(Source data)
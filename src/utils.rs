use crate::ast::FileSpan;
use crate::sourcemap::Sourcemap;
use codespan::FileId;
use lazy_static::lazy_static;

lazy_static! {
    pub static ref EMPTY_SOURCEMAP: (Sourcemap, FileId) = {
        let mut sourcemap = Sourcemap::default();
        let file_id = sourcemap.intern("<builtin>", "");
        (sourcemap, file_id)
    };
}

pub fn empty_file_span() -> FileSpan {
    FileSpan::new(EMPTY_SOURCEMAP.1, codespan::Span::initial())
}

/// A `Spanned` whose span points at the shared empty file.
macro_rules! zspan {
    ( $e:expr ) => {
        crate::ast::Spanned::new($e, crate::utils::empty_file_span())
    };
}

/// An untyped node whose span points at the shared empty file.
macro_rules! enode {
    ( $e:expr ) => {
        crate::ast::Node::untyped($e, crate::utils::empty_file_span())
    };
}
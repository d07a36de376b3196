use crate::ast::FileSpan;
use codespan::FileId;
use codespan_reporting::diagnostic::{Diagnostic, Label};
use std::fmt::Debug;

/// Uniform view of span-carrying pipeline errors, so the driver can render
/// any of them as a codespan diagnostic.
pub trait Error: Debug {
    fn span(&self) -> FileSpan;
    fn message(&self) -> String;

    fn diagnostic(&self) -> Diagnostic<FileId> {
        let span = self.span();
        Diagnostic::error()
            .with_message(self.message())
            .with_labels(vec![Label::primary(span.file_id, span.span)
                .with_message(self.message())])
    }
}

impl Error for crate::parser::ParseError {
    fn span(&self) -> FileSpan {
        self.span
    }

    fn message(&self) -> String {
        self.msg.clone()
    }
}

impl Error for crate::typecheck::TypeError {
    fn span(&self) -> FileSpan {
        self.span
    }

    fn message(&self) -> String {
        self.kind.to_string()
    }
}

...

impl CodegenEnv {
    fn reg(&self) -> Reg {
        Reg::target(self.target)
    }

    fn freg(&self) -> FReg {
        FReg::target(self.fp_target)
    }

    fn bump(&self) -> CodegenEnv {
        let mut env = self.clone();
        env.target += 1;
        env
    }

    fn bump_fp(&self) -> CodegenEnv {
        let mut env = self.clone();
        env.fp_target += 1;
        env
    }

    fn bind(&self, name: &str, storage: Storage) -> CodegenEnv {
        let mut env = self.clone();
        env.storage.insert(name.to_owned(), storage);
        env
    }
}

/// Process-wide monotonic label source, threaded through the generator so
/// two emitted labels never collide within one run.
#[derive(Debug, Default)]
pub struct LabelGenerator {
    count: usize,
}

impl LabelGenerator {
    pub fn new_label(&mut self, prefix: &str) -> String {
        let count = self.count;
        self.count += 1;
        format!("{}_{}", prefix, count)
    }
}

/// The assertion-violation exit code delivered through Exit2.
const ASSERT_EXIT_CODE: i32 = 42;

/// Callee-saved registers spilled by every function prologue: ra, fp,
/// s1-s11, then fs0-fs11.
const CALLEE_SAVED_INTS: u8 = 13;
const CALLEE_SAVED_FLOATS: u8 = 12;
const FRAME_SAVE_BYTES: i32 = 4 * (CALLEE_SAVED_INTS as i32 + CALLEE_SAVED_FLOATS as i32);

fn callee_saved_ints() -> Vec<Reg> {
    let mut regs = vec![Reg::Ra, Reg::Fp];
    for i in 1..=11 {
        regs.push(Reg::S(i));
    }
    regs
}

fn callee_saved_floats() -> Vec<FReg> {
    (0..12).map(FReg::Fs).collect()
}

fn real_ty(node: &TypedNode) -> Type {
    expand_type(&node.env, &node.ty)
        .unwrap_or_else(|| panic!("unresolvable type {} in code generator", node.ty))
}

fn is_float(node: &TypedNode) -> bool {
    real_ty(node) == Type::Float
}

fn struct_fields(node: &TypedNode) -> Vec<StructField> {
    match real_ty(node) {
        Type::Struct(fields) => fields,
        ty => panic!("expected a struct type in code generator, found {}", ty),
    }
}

» ABOUT THIS TASK:
Look through the records and copy every line that has the word "FReg".

» REPLY TO THE TASK:
    fn freg(&self) -> FReg {
        FReg::target(self.fp_target)
fn callee_saved_floats() -> Vec<FReg> {
    (0..12).map(FReg::Fs).collect()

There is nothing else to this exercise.